**TASK ITEM:** Beneath this line is the data. Output exactly the lines from the line with "pub use reader::TextReader;" to the line with "pub use writer::TextWriter;", both ends included, and nothing more.
START TASK INPUT
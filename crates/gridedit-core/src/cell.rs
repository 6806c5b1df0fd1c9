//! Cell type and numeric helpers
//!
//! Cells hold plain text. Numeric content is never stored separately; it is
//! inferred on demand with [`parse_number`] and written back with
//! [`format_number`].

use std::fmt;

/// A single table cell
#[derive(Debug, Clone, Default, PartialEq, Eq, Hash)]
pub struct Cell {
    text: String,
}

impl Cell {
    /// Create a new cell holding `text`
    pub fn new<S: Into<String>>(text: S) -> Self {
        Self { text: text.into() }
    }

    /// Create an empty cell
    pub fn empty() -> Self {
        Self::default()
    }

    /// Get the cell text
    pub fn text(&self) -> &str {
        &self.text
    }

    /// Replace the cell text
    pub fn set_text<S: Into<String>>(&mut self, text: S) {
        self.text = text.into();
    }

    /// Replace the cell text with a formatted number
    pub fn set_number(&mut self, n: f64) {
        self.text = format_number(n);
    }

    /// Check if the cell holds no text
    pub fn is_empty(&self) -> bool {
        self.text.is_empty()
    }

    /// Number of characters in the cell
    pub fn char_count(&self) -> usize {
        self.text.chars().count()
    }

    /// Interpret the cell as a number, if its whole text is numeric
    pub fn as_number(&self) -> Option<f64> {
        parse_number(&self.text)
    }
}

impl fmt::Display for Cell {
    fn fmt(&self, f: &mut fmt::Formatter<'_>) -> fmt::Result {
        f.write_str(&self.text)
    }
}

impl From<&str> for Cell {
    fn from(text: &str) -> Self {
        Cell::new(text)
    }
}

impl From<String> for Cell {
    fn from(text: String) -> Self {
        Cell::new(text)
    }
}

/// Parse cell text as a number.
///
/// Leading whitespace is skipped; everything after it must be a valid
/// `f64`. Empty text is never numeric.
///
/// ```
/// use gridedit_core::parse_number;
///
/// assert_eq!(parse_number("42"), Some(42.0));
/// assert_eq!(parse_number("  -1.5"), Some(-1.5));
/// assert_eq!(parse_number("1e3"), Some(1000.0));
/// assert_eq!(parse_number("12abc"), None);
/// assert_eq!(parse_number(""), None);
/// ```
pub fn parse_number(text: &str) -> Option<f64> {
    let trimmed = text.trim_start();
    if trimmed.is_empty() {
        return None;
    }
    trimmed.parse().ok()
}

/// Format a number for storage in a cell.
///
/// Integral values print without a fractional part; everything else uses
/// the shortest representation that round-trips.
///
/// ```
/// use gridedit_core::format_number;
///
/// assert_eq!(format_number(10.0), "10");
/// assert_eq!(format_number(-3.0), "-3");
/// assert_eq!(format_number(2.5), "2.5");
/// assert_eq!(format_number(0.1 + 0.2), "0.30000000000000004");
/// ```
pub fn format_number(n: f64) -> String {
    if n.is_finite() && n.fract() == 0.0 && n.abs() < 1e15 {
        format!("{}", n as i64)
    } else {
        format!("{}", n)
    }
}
END TASK INPUT
START TASK INPUT
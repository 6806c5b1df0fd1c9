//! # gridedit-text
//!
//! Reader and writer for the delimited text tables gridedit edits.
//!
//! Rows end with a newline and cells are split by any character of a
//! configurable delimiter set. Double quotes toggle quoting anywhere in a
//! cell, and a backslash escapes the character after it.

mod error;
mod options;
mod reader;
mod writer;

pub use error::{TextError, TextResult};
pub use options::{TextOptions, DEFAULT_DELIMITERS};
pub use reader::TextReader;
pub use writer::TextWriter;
END TASK INPUT
**TASK RESPONSE:**
pub use reader::TextReader;
pub use writer::TextWriter;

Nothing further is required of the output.